Na primeira sessão, José Marcelo de Oliveira, CEO do Hospital Alemão Oswaldo Cruz, trouxe uma visão franca e realista sobre os desafios da transformação digital no setor hospitalar. A resposta à pergunta provocativa do painel foi direta: “depende”. Segundo ele, tudo está condicionado a um fator central: o alinhamento estratégico da tecnologia com os objetivos da instituição. 

“Se a tecnologia não estiver conectada à estratégia da instituição, ela será apenas custo”, afirmou. Com mais de quatro anos à frente do Oswaldo Cruz e experiências anteriores em outras grandes organizações de saúde, como o Hospital Sírio-Libanês e o Grupo Fleury, José Marcelo observa que esse equilíbrio entre custo e estratégia é o principal fator que transforma decisões tecnológicas em investimentos com retorno real. 

Na imagem, José Marcelo A de Oliveira, CEO do Hospital Alemão Oswaldo Cruz, Vitor Ferreira, Presidente da ABCIS, Felipe Monti Lora, CEO do Sabará Hospital Infantil e Fernando Torelly, CEO do HCOR.

Abaixo, confira as reflexões mais críticas do CEO do Oswaldo Cruz sobre o assunto.  

Diagnóstico estratégico: do legado ao futuro 

Ao assumir o Oswaldo Cruz, José Marcelo conta ter iniciado um processo rigoroso de diagnóstico para compreender o ponto de partida tecnológico da instituição. A constatação foi dura: havia uma carga elevada de legados tecnológicos que consumiam orçamento e energia operacional. A saída foi construir um planejamento de três a cinco anos, com foco em reverter essa lógica. 

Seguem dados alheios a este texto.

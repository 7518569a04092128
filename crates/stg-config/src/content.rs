//! Content tree layout.

use std::path::PathBuf;

use serde::{Deserialize, Serialize};
use stg_core::{DEFAULT_DESCRIPTOR_FILE, DEFAULT_METADATA_MARKER};

fn default_root() -> PathBuf {
    PathBuf::from(".")
}

fn default_templates_dir() -> String {
    "templates".to_string()
}

fn default_descriptor_file() -> String {
    DEFAULT_DESCRIPTOR_FILE.to_string()
}

fn default_metadata_marker() -> String {
    DEFAULT_METADATA_MARKER.to_string()
}

fn default_index_glob() -> String {
    "project_*/**/*.html".to_string()
}

fn default_ignore_dirs() -> Vec<String> {
    vec!["node_modules".to_string()]
}

#[derive(Debug, Clone, PartialEq, Eq, Deserialize, Serialize)]
pub struct ContentConfig {
    /// Root of the content tree. Relative paths resolve against the
    /// process working directory.
    #[serde(default = "default_root")]
    pub root: PathBuf,

    /// Shared fragments directory; checked for well-formedness only.
    #[serde(default = "default_templates_dir")]
    pub templates_dir: String,

    /// Descriptor file name inside each project directory.
    #[serde(default = "default_descriptor_file")]
    pub descriptor_file: String,

    /// Token that opens the embedded metadata comment.
    #[serde(default = "default_metadata_marker")]
    pub metadata_marker: String,

    /// Glob (relative to `root`) selecting files for the serving index.
    #[serde(default = "default_index_glob")]
    pub index_glob: String,

    /// Directory names never descended into.
    #[serde(default = "default_ignore_dirs")]
    pub ignore_dirs: Vec<String>,
}

impl Default for ContentConfig {
    fn default() -> Self {
        Self {
            root: default_root(),
            templates_dir: default_templates_dir(),
            descriptor_file: default_descriptor_file(),
            metadata_marker: default_metadata_marker(),
            index_glob: default_index_glob(),
            ignore_dirs: default_ignore_dirs(),
        }
    }
}
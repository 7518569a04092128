use anyhow::Context;
use stg_config::StagecraftConfig;

use crate::cli::GlobalFlags;

/// Load `.env`, the layered config, then apply `--root`.
pub fn load_config(flags: &GlobalFlags) -> anyhow::Result<StagecraftConfig> {
    load_dotenv(flags)?;

    let mut config = StagecraftConfig::load().context("failed to load configuration")?;
    apply_flags(&mut config, flags);
    Ok(config)
}

fn apply_flags(config: &mut StagecraftConfig, flags: &GlobalFlags) {
    if let Some(root) = &flags.root {
        config.content.root.clone_from(root);
    }
}

/// A `.env` in the content root wins over one in the working directory.
fn load_dotenv(flags: &GlobalFlags) -> anyhow::Result<()> {
    if let Some(root) = &flags.root {
        let env_path = root.join(".env");
        if env_path.exists() {
            dotenvy::from_path(&env_path)
                .with_context(|| format!("failed to load dotenv file at {}", env_path.display()))?;
            return Ok(());
        }
    }

    let _ = dotenvy::dotenv();
    Ok(())
}
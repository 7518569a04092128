//! Embedded stage metadata extraction.
//!
//! Stage documents carry one comment of the shape
//! `<!-- METADATA { ...json... } -->`. The payload may span lines.

use regex::Regex;
use serde_json::{Map, Value};
use stg_core::stage::missing_metadata_fields;
use stg_core::{ContentIssue, MetadataProblem};

/// Result of looking for the metadata block in one document.
#[derive(Debug, Clone, PartialEq)]
pub enum EmbeddedMetadata {
    /// Marker found and the payload parsed as a JSON object.
    Valid(Map<String, Value>),
    /// Marker found but the payload is not valid JSON.
    Malformed(String),
    /// No marker comment in the document.
    Absent,
}

impl EmbeddedMetadata {
    #[must_use]
    pub const fn is_absent(&self) -> bool {
        matches!(self, Self::Absent)
    }

    #[must_use]
    pub const fn as_object(&self) -> Option<&Map<String, Value>> {
        match self {
            Self::Valid(object) => Some(object),
            Self::Malformed(_) | Self::Absent => None,
        }
    }
}

/// Finds and parses the metadata comment for a fixed marker token.
#[derive(Debug, Clone)]
pub struct MetadataExtractor {
    pattern: Regex,
}

impl MetadataExtractor {
    /// Build an extractor for `marker`. The marker is matched literally and,
    /// when it ends in a word character, only as a whole word.
    ///
    /// # Panics
    ///
    /// Never in practice: the marker is escaped before it is spliced into the
    /// pattern, so the resulting regex is always valid.
    #[must_use]
    pub fn new(marker: &str) -> Self {
        let boundary = if marker.ends_with(|c: char| c.is_alphanumeric() || c == '_') {
            r"\b"
        } else {
            ""
        };
        let pattern = format!(r"(?s)<!--\s*{}{boundary}(.*?)-->", regex::escape(marker));
        Self {
            pattern: Regex::new(&pattern).expect("escaped marker yields a valid regex"),
        }
    }

    /// Extract the first metadata block from `document`.
    ///
    /// Everything between the marker and `-->` must be one JSON object;
    /// anything else found after the marker is [`EmbeddedMetadata::Malformed`].
    #[must_use]
    pub fn extract(&self, document: &str) -> EmbeddedMetadata {
        let Some(payload) = self
            .pattern
            .captures(document)
            .and_then(|caps| caps.get(1))
        else {
            return EmbeddedMetadata::Absent;
        };

        let payload = payload.as_str().trim();
        if payload.is_empty() {
            return EmbeddedMetadata::Malformed("empty payload".to_string());
        }

        match serde_json::from_str::<Value>(payload) {
            Ok(Value::Object(object)) => EmbeddedMetadata::Valid(object),
            Ok(_) => EmbeddedMetadata::Malformed("expected a JSON object".to_string()),
            Err(error) => EmbeddedMetadata::Malformed(error.to_string()),
        }
    }
}

/// Field-presence check for one stage document.
///
/// By default a malformed payload is folded into "missing metadata", the
/// message existing tooling expects. With `distinguish_malformed` the parse
/// error is reported as invalid metadata instead.
#[must_use]
pub fn metadata_issue(
    path: &str,
    metadata: &EmbeddedMetadata,
    distinguish_malformed: bool,
) -> Option<ContentIssue> {
    match metadata {
        EmbeddedMetadata::Absent => Some(ContentIssue::MissingMetadata {
            path: path.to_string(),
        }),
        EmbeddedMetadata::Malformed(message) if distinguish_malformed => {
            Some(ContentIssue::InvalidMetadata {
                path: path.to_string(),
                problem: MetadataProblem::Malformed {
                    message: message.clone(),
                },
            })
        }
        EmbeddedMetadata::Malformed(_) => Some(ContentIssue::MissingMetadata {
            path: path.to_string(),
        }),
        EmbeddedMetadata::Valid(object) => {
            let fields = missing_metadata_fields(object);
            if fields.is_empty() {
                None
            } else {
                Some(ContentIssue::InvalidMetadata {
                    path: path.to_string(),
                    problem: MetadataProblem::MissingFields { fields },
                })
            }
        }
    }
}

“A gente começou incluindo uma parcela estratégica no orçamento a cada ano. E hoje já conseguimos ter uma visão mais estruturada de médio e longo prazo”, explicou. Nesse planejamento, o hospital adotou uma abordagem integrada, envolvendo tecnologia da informação, engenharia clínica e infraestrutura — três frentes que, segundo ele, precisam andar juntas para evitar investimentos fragmentados e ineficientes.